We don't want to modify the original graph (aka deleting edges). So instead we count the indegree for each node.

public ArrayList<DirectedGraphNode> topologicalSort(ArrayList<DirectedGraphNode> graph) {
    ArrayList<DirectedGraphNode> topoOrder = new ArrayList<>();
    if (graph == null || graph.size() == 0)
        return topoOrder;
    // Step 1 count indegree (incoming edges)
    Map<DirectedGraphNode, Integer> indegree = countIndegree(graph);
    // Step 2 topological sort with bfs
    topoSort(graph, indegree, topoOrder);
    return topoOrder;
}

private Map<DirectedGraphNode, Integer> countIndegree(ArrayList<DirectedGraphNode> graph) {
    Map<DirectedGraphNode, Integer> indegree = new HashMap<>();
    for (DirectedGraphNode v : graph)
        indegree.put(v, 0);
    for (DirectedGraphNode v : graph)
        for (DirectedGraphNode neighbor : v.neighbors)
            indegree.put(neighbor, indegree.get(neighbor) + 1);
    return indegree;
}

Another way is to define queue as an ArrayList in the beginning. Then for (int i = 0; i < queue.size(); i++) to get the ith element in queue as current.
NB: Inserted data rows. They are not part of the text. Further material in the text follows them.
impl ModelLayout {
    fn t0(&self, t: Period) -> usize {
        t.value() - 1
    }

    pub fn idx_p_fwd(&self, line_pos: usize, t: Period) -> usize {
        self.off_p_fwd + line_pos * self.horizon.len() + self.t0(t)
    }
    pub fn idx_p_rev(&self, line_pos: usize, t: Period) -> usize {
        self.off_p_rev + line_pos * self.horizon.len() + self.t0(t)
    }
    pub fn idx_q_fwd(&self, line_pos: usize, t: Period) -> usize {
        self.off_q_fwd + line_pos * self.horizon.len() + self.t0(t)
    }
    pub fn idx_q_rev(&self, line_pos: usize, t: Period) -> usize {
        self.off_q_rev + line_pos * self.horizon.len() + self.t0(t)
    }
    pub fn idx_v(&self, bus_pos: usize, t: Period) -> usize {
        self.off_v + bus_pos * self.horizon.len() + self.t0(t)
    }
    pub fn idx_theta(&self, bus_pos: usize, t: Period) -> usize {
        self.off_theta + bus_pos * self.horizon.len() + self.t0(t)
    }
    pub fn idx_pg(&self, gen_pos: usize, t: Period) -> usize {
        self.off_pg + gen_pos * self.horizon.len() + self.t0(t)
    }
    pub fn idx_qg(&self, gen_pos: usize, t: Period) -> usize {
        self.off_qg + gen_pos * self.horizon.len() + self.t0(t)
    }
    pub fn idx_ps(&self, slack_pos: usize, t: Period) -> usize {
        self.off_ps + slack_pos * self.horizon.len() + self.t0(t)
    }
    pub fn idx_qs(&self, slack_pos: usize, t: Period) -> usize {
        self.off_qs + slack_pos * self.horizon.len() + self.t0(t)
    }
    pub fn idx_shunt(&self, shunt_pos: usize, t: Period) -> usize {
        self.off_shunt + shunt_pos * self.horizon.len() + self.t0(t)
    }
    pub fn idx_tap(&self, tap_pos: usize, t: Period) -> usize {
        self.off_tap + tap_pos * self.horizon.len() + self.t0(t)
    }
    pub fn idx_pd_el(&self, bid_pos: usize) -> usize {
        self.off_pd_el + bid_pos
    }
    pub fn idx_qd_el(&self, bid_pos: usize, t: Period) -> usize {
        self.off_qd_el + bid_pos * self.horizon.len() + self.t0(t)
    }
    pub fn idx_gs(&self, bus_pos: usize) -> usize {
        self.off_gs + bus_pos
    }
    pub fn idx_bs(&self, bus_pos: usize, t: Period) -> usize {
        self.off_bs + bus_pos * self.horizon.len() + self.t0(t)
    }

    /// Build the full layout from the grid, configuration, admitted shunt
    /// buses, and the per-period seed operating points.
    ///
    /// Validation happens here: inverted generator bounds are a
    /// configuration error (never silently swapped), and every period of
    /// the horizon must have a seed.
    pub fn build(
        grid: &GridModel,
        cfg: &ModelConfig,
        shunt_buses: &[BusId],
        seeds: &BTreeMap<Period, OperatingPoint>,
    ) -> Result<Self, ModelError> {
        let horizon = Horizon::new(cfg.horizon);
        for t in horizon.periods() {
            if !seeds.contains_key(&t) {
                return Err(ModelError::MissingSeed { period: t });
            }
        }

        for gen in &grid.gens {
            let (qmin, qmax) = grid.gen_q_bounds[gen];
            if qmin > qmax {
                return Err(ModelError::Config(format!(
                    "gen {gen}: inverted reactive bounds [{qmin}, {qmax}]"
                )));
            }
            let (pmin, pmax) = grid.gen_p_bounds[gen];
            if pmin > pmax {
                return Err(ModelError::Config(format!(
                    "gen {gen}: inverted active bounds [{pmin}, {pmax}]"
                )));
            }
        }

        let t_len = horizon.len();
        let n_line = grid.lines.len();
        let n_bus = grid.buses.len();
        let n_gen = grid.gens.len();
        let n_slack = grid.slacks.len();
        let n_bid = grid.bids.len();
        let shunt_buses: Vec<BusId> = shunt_buses.to_vec();
        let n_shunt = shunt_buses.len();
        let tap_buses: Vec<BusId> = if cfg.transformer_taps {
            grid.tap_buses.iter().copied().collect()
        } else {
            Vec::new()
        };
        let n_tap = tap_buses.len();

        let off_p_fwd = 0;
        let off_p_rev = off_p_fwd + n_line * t_len;
        let off_q_fwd = off_p_rev + n_line * t_len;
        let off_q_rev = off_q_fwd + n_line * t_len;
        let off_v = off_q_rev + n_line * t_len;
        let off_theta = off_v + n_bus * t_len;
        let off_pg = off_theta + n_bus * t_len;
        let off_qg = off_pg + n_gen * t_len;
        let off_ps = off_qg + n_gen * t_len;
        let off_qs = off_ps + n_slack * t_len;
        let off_shunt = off_qs + n_slack * t_len;
        let off_tap = off_shunt + n_shunt * t_len;
        let off_pd_el = off_tap + n_tap * t_len;
        let off_qd_el = off_pd_el + n_bid;
        let off_gs = off_qd_el + n_bid * t_len;
        let off_bs = off_gs + n_bus;
        let n_var = off_bs + n_bus * t_len;

        let mut vars: Vec<VarDef> = Vec::with_capacity(n_var);
        let free = (f64::NEG_INFINITY, f64::INFINITY);

        // Directed line flows. Bounds are free unless the seed-bracketing
        // option is on, which pins each half-flow to ±10% of its seed value.
        let flow_bounds = |p0: f64| -> (f64, f64) {
            if cfg.bracket_line_flows {
                if p0 > 0.0 {
                    (0.9 * p0, 1.1 * p0)
                } else {
                    (1.1 * p0, 0.9 * p0)
                }
            } else {
                free
            }
        };

        for (pos, line) in grid.lines.iter().enumerate() {
            let branch = grid.forward[pos];
            for t in horizon.periods() {
                let fl = seeds[&t].flow(*line, t)?;
                let (lb, ub) = flow_bounds(fl.p_from);
                vars.push(VarDef {
                    family: VarFamily::PLineFwd,
                    key: VarKey::Branch { branch, t },
                    lb,
                    ub,
                    init: fl.p_from,
                    integer: false,
                });
            }
        }
        for (pos, line) in grid.lines.iter().enumerate() {
            let branch = grid.forward[pos].reversed();
            for t in horizon.periods() {
                let fl = seeds[&t].flow(*line, t)?;
                let (lb, ub) = flow_bounds(fl.p_to);
                vars.push(VarDef {
                    family: VarFamily::PLineRev,
                    key: VarKey::Branch { branch, t },
                    lb,
                    ub,
                    init: fl.p_to,
                    integer: false,
                });
            }
        }
        for (pos, line) in grid.lines.iter().enumerate() {
            let branch = grid.forward[pos];
            for t in horizon.periods() {
                let fl = seeds[&t].flow(*line, t)?;
                vars.push(VarDef {
                    family: VarFamily::QLineFwd,
                    key: VarKey::Branch { branch, t },
                    lb: free.0,
                    ub: free.1,
                    init: fl.q_from,
                    integer: false,
                });
            }
        }
        for (pos, line) in grid.lines.iter().enumerate() {
            let branch = grid.forward[pos].reversed();
            for t in horizon.periods() {
                let fl = seeds[&t].flow(*line, t)?;
                vars.push(VarDef {
                    family: VarFamily::QLineRev,
                    key: VarKey::Branch { branch, t },
                    lb: free.0,
                    ub: free.1,
                    init: fl.q_to,
                    integer: false,
                });
            }
        }

        for bus in &grid.buses {
            let (vmin, vmax) = grid.v_bounds[bus];
            for t in horizon.periods() {
                vars.push(VarDef {
                    family: VarFamily::VBus,
                    key: VarKey::Bus { bus: *bus, t },
                    lb: vmin,
                    ub: vmax,
                    init: seeds[&t].vm(*bus, t)?,
                    integer: false,
                });
            }
        }
        for bus in &grid.buses {
            for t in horizon.periods() {
                vars.push(VarDef {
                    family: VarFamily::ThetaBus,
                    key: VarKey::Bus { bus: *bus, t },
                    lb: free.0,
                    ub: free.1,
                    init: seeds[&t].va(*bus, t)?,
                    integer: false,
                });
            }
        }

        // Generator dispatch. Bounds widen to bracket the observed seed
        // point so the initialization is never outside its own box.
        for gen in &grid.gens {
            let (pmin, pmax) = grid.gen_p_bounds[gen];
            for t in horizon.periods() {
                let p0 = seeds[&t].gen_p.get(gen).copied().unwrap_or(0.0);
                vars.push(VarDef {
                    family: VarFamily::PGen,
                    key: VarKey::Gen { gen: *gen, t },
                    lb: pmin.min(p0),
                    ub: pmax.max(p0),
                    init: p0,
                    integer: false,
                });
            }
        }
        for gen in &grid.gens {
            let (qmin, qmax) = grid.gen_q_bounds[gen];
            for t in horizon.periods() {
                let q0 = seeds[&t].gen_q.get(gen).copied().unwrap_or(0.0);
                vars.push(VarDef {
                    family: VarFamily::QGen,
                    key: VarKey::Gen { gen: *gen, t },
                    lb: qmin.min(q0),
                    ub: qmax.max(q0),
                    init: q0,
                    integer: false,
                });
            }
        }

        // Slack dispatch stays unbounded; the ext-grid limits are kept in
        // the grid model for reporting only.
        for slack in &grid.slacks {
            for t in horizon.periods() {
                vars.push(VarDef {
                    family: VarFamily::PSlack,
                    key: VarKey::Slack { slack: *slack, t },
                    lb: free.0,
                    ub: free.1,
                    init: seeds[&t].slack_p.get(slack).copied().unwrap_or(0.0),
                    integer: false,
                });
            }
        }
        for slack in &grid.slacks {
            for t in horizon.periods() {
                vars.push(VarDef {
                    family: VarFamily::QSlack,
                    key: VarKey::Slack { slack: *slack, t },
                    lb: free.0,
                    ub: free.1,
                    init: seeds[&t].slack_q.get(slack).copied().unwrap_or(0.0),
                    integer: false,
                });
            }
        }

        let (sh_lb, sh_ub) = cfg.shunt.bounds();
        for bus in &shunt_buses {
            for t in horizon.periods() {
                vars.push(VarDef {
                    family: VarFamily::ShuntStep,
                    key: VarKey::Bus { bus: *bus, t },
                    lb: sh_lb,
                    ub: sh_ub,
                    init: 0.0,
                    integer: cfg.shunt.integer(),
                });
            }
        }

        for bus in &tap_buses {
            for t in horizon.periods() {
                vars.push(VarDef {
                    family: VarFamily::TapRatio,
                    key: VarKey::Bus { bus: *bus, t },
                    lb: cfg.tap_bounds.0,
                    ub: cfg.tap_bounds.1,
                    init: cfg.tap_bounds.0,
                    integer: cfg.tap_integer,
                });
            }
        }

        let (el_lb, el_ub) = cfg.elastic_bounds.unwrap_or(free);
        for (load, bus) in &grid.bids {
            vars.push(VarDef {
                family: VarFamily::PdElastic,
                key: VarKey::Bid { load: *load, bus: *bus },
                lb: el_lb,
                ub: el_ub,
                init: 0.0,
                integer: false,
            });
        }
        for (load, bus) in &grid.bids {
            for t in horizon.periods() {
                vars.push(VarDef {
                    family: VarFamily::QdElastic,
                    key: VarKey::BidPeriod { load: *load, bus: *bus, t },
                    lb: el_lb,
                    ub: el_ub,
                    init: 0.0,
                    integer: false,
                });
            }
        }

        // Bus shunt conductance/susceptance slack, initialized at the top
        // of their unit box. The adjustment calculator evaluates the seed
        // balances with the same initial values.
        for bus in &grid.buses {
            vars.push(VarDef {
                family: VarFamily::ShuntG,
                key: VarKey::BusStatic { bus: *bus },
                lb: 0.0,
                ub: 1.0,
                init: crate::adjust::SHUNT_G_INIT,
                integer: false,
            });
        }
        for bus in &grid.buses {
            for t in horizon.periods() {
                vars.push(VarDef {
                    family: VarFamily::ShuntB,
                    key: VarKey::Bus { bus: *bus, t },
                    lb: 0.0,
                    ub: 1.0,
                    init: crate::adjust::SHUNT_B_INIT,
                    integer: false,
                });
            }
        }

        debug_assert_eq!(vars.len(), n_var);

        let forward_pos = grid
            .forward
            .iter()
            .enumerate()
            .map(|(i, br)| (*br, i))
            .collect();
        let gen_pos = grid.gens.iter().enumerate().map(|(i, g)| (*g, i)).collect();
        let slack_pos = grid
            .slacks
            .iter()
            .enumerate()
            .map(|(i, s)| (*s, i))
            .collect();
        let bid_pos = grid
            .bids
            .iter()
            .enumerate()
            .map(|(i, (l, _))| (*l, i))
            .collect();
        let shunt_pos = shunt_buses
            .iter()
            .enumerate()
            .map(|(i, b)| (*b, i))
            .collect();
        let tap_pos = tap_buses.iter().enumerate().map(|(i, b)| (*b, i)).collect();

        Ok(Self {
            horizon,
            n_var,
            vars,
            off_p_fwd,
            off_p_rev,
            off_q_fwd,
            off_q_rev,
            off_v,
            off_theta,
            off_pg,
            off_qg,
            off_ps,
            off_qs,
            off_shunt,
            off_tap,
            off_pd_el,
            off_qd_el,
            off_gs,
            off_bs,
            forward_pos,
            bus_pos: grid.bus_index.clone(),
            gen_pos,
            slack_pos,
            bid_pos,
            shunt_buses,
            shunt_pos,
            tap_buses,
            tap_pos,
        })
    }

    /// Initial point assembled from the registry.
    pub fn initial_point(&self) -> Vec<f64> {
        self.vars.iter().map(|v| v.init).collect()
    }

    /// Box bounds `(lb, ub)` from the registry.
    pub fn bounds(&self) -> (Vec<f64>, Vec<f64>) {
        (
            self.vars.iter().map(|v| v.lb).collect(),
            self.vars.iter().map(|v| v.ub).collect(),
        )
    }

    /// Integrality mask from the registry.
    pub fn integrality(&self) -> Vec<bool> {
        self.vars.iter().map(|v| v.integer).collect()
    }
}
This way we don't have to add current to topoOrder every time.

private void topoSort(ArrayList<DirectedGraphNode> graph, 
    Map<DirectedGraphNode, Integer> indegree, ArrayList<DirectedGraphNode> topoOrder) {
    Queue<DirectedGraphNode> queue = new LinkedList<>();
    // add vertices with no incoming edge to queue
    for (DirectedGraphNode v : graph)
        if (indegree.get(v) == 0)
            queue.offer(v);
    // standard bfs
    while (!queue.isEmpty()) {
        DirectedGraphNode current = queue.poll();
        topoOrder.add(current);
        // for each neighbor delete edge
        for (DirectedGraphNode neighbor : current.neighbors) {
            indegree.put(neighbor, indegree.get(neighbor) - 1);
            // if v has no incoming edge, add v to queue
            if (indegree.get(neighbor) == 0)
                queue.offer(neighbor);
        }
    }
}

Follow Up #1

What if there is no guarantee that the graph contains a valid topological order? So in this case, the graph is no longer acyclic. Will code above run into an infinite loop? NO. That's why we count indegree for each node. When a cycle exists, the starting node in that cycle will have an indegree greater than 0 and therefre will not be added to the queue.

Before we return the result, we can add a simple check if (topoOrder.size() == graph.size()). If yes then we done, if no then there is no topological ordering in this graph.

Follow Up #2

How about finding all possible topological orderings? (ex. all possible course sequences to finish a degree)

Find all orderings/permutations/combinations, we need to use backtracking. We want to backtrack when we delete edges. To try all possibilities.

DFS

DFS on the root. The topo sort has the leaf nodes start first. So we have to reverse the finish time.

I wouldn't say this approach is counter intuitive but we don't do sort dependenties this way manually. This algorithm was introduced at a later time (1976).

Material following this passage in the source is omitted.